Expressing and Applying C++ Code Transformations for the HDF5 API Through a DSL

Conference paper
Part of the Lecture Notes in Computer Science book series (LNCS, volume 10244)

Abstract

Hierarchical Data Format (HDF5) is a popular binary storage solution in high performance computing (HPC) and other scientific fields. It has bindings for many popular programming languages, including C++, which is widely used in the HPC field. Its C++ API requires mapping of the native C++ data types to types native to the HDF5 API. This task can be error prone, especially when working with complex data structures, which are usually stored using HDF5 compound data types. Due to the lack of a comprehensive reflection mechanism in C++, the mapping code for data manipulation has to be hand-written for each compound type separately. This approach is vulnerable to bugs and mistakes, which can be eliminated by using an automated code generation phase.

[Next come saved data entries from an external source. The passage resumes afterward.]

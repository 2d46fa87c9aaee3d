use serde::de::DeserializeOwned;
use serde::Serialize;
use serde_json::Value;
use std::collections::BTreeMap;

/// A coerced, domain-typed field value.
///
/// Serializes to the natural JSON shape of the value (enums as their canonical
/// spelling, tuples and lists as arrays), so typed argument structs can be
/// deserialized straight from [`ValidatedArguments`].
#[derive(Debug, Clone, PartialEq, Serialize)]
#[serde(untagged)]
pub enum TypedValue {
    Null,
    Bool(bool),
    Int(i64),
    Float(f64),
    Timestamp(u64),
    Str(String),
    /// Canonical variant of an enumerated field
    Enum(String),
    Asset(String),
    Address(String),
    List(Vec<TypedValue>),
    Tuple(Vec<TypedValue>),
    Object(BTreeMap<String, TypedValue>),
    Json(Value),
}

impl TypedValue {
    #[must_use]
    pub fn is_null(&self) -> bool {
        matches!(self, TypedValue::Null)
    }

    #[must_use]
    pub fn as_bool(&self) -> Option<bool> {
        match self {
            TypedValue::Bool(b) => Some(*b),
            _ => None,
        }
    }

    #[must_use]
    pub fn as_i64(&self) -> Option<i64> {
        match self {
            TypedValue::Int(i) => Some(*i),
            TypedValue::Timestamp(t) => i64::try_from(*t).ok(),
            _ => None,
        }
    }

    #[must_use]
    pub fn as_timestamp(&self) -> Option<u64> {
        match self {
            TypedValue::Timestamp(t) => Some(*t),
            _ => None,
        }
    }

    /// Numeric view used by range rules
    #[must_use]
    pub fn as_f64(&self) -> Option<f64> {
        match self {
            TypedValue::Int(i) => Some(*i as f64),
            TypedValue::Float(f) => Some(*f),
            TypedValue::Timestamp(t) => Some(*t as f64),
            _ => None,
        }
    }

    /// Text view of string-like variants
    #[must_use]
    pub fn as_str(&self) -> Option<&str> {
        match self {
            TypedValue::Str(s)
            | TypedValue::Enum(s)
            | TypedValue::Asset(s)
            | TypedValue::Address(s) => Some(s),
            _ => None,
        }
    }

    #[must_use]
    pub fn as_list(&self) -> Option<&[TypedValue]> {
        match self {
            TypedValue::List(items) | TypedValue::Tuple(items) => Some(items),
            _ => None,
        }
    }

    #[must_use]
    pub fn as_object(&self) -> Option<&BTreeMap<String, TypedValue>> {
        match self {
            TypedValue::Object(map) => Some(map),
            _ => None,
        }
    }

    #[must_use]
    pub fn to_json(&self) -> Value {
        serde_json::to_value(self).unwrap_or(Value::Null)
    }
}

impl From<bool> for TypedValue {
    fn from(b: bool) -> Self {
        TypedValue::Bool(b)
    }
}

impl From<i64> for TypedValue {
    fn from(i: i64) -> Self {
        TypedValue::Int(i)
    }
}

impl From<&str> for TypedValue {
    fn from(s: &str) -> Self {
        TypedValue::Str(s.to_string())
    }
}

impl From<String> for TypedValue {
    fn from(s: String) -> Self {
        TypedValue::Str(s)
    }
}

/// Final typed argument set handed to a handler.
///
/// Its key set is exactly the descriptor's field names. Consumed by value.
#[derive(Debug, Clone, PartialEq, Default, Serialize)]
#[serde(transparent)]
pub struct ValidatedArguments {
    values: BTreeMap<String, TypedValue>,
}

impl ValidatedArguments {
    pub(crate) fn new(values: BTreeMap<String, TypedValue>) -> Self {
        Self { values }
    }

    #[must_use]
    pub fn get(&self, name: &str) -> Option<&TypedValue> {
        self.values.get(name)
    }

    #[must_use]
    pub fn contains(&self, name: &str) -> bool {
        self.values.contains_key(name)
    }

    #[must_use]
    pub fn len(&self) -> usize {
        self.values.len()
    }

    #[must_use]
    pub fn is_empty(&self) -> bool {
        self.values.is_empty()
    }

    pub fn keys(&self) -> impl Iterator<Item = &str> {
        self.values.keys().map(String::as_str)
    }

    pub fn iter(&self) -> impl Iterator<Item = (&str, &TypedValue)> {
        self.values.iter().map(|(k, v)| (k.as_str(), v))
    }

    #[must_use]
    pub fn to_json(&self) -> Value {
        serde_json::to_value(self).unwrap_or(Value::Null)
    }

    #[must_use]
    pub fn into_inner(self) -> BTreeMap<String, TypedValue> {
        self.values
    }

    /// Unpack into a keyword-style argument struct.
    pub fn into_typed<T: DeserializeOwned>(self) -> Result<T, serde_json::Error> {
        serde_json::from_value(self.to_json())
    }
}

#[cfg(test)]
mod tests {
    use super::*;
    use serde::Deserialize;
    use serde_json::json;

    #[test]
    fn typed_values_serialize_to_natural_json() {
        let value = TypedValue::List(vec![
            TypedValue::Tuple(vec![TypedValue::Asset("BTC".into()), TypedValue::Timestamp(5)]),
            TypedValue::Null,
        ]);
        assert_eq!(value.to_json(), json!([["BTC", 5], null]));
        assert_eq!(TypedValue::Enum("BINANCE".into()).to_json(), json!("BINANCE"));
    }

    #[test]
    fn into_typed_unpacks_keyword_struct() {
        #[derive(Deserialize)]
        struct Args {
            from_timestamp: u64,
            location: Option<String>,
            async_query: bool,
        }
        let mut map = BTreeMap::new();
        map.insert("from_timestamp".to_string(), TypedValue::Timestamp(10));
        map.insert("location".to_string(), TypedValue::Null);
        map.insert("async_query".to_string(), TypedValue::Bool(true));
        let args: Args = ValidatedArguments::new(map).into_typed().unwrap();
        assert_eq!(args.from_timestamp, 10);
        assert!(args.location.is_none());
        assert!(args.async_query);
    }

    #[test]
    fn numeric_views() {
        assert_eq!(TypedValue::Timestamp(3).as_f64(), Some(3.0));
        assert_eq!(TypedValue::Int(-2).as_i64(), Some(-2));
        assert_eq!(TypedValue::Str("x".into()).as_f64(), None);
    }
}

In this paper we present an approach implemented in the LARA language and supported by the tool Clava, which allows us to automate the generation of the HDF5 data access code for complex data structures in C++.

Keywords

HDF5 Domain specific language LARA Source-to-source Aspect oriented Clava Code generation 

1 Introduction

Source-to-source transformation is a process during which a program source code is automatically created or updated according to a given set of inputs. It can be used for various tasks, such as low-level optimization for a given target platform, templating, integration and more. In this paper, we demonstrate how we can overcome the lack of compile-time reflection in C++, by applying user-defined transformations written in an aspect-oriented domain-specific language.

Reflection is the ability of a computer program to examine and/or modify its own structure. It usually provides information about the type of a given object, its inheritance hierarchy, its attributes and more, and can even be used to manipulate the code itself during run-time. This ability is available in many interpreted languages, such as Python, Ruby, Lua, Java or C#, usually thanks to the underlying virtual machine or interpreter.

The current version of the C++ language is C++17. Its features have been recently added into commonly used compilers such as the GNU GCC or Intel C++ Compiler. However, reflection is not among these features yet, though several proposals has been recently published [8]. Based on the speed of implementation of the new standards in mainline compilers and their adoption by programmers, it can be said that C++ does not have comprehensive support for compile-time reflection yet. We briefly mention several alternative tools and approaches to this problem in Sect. 2.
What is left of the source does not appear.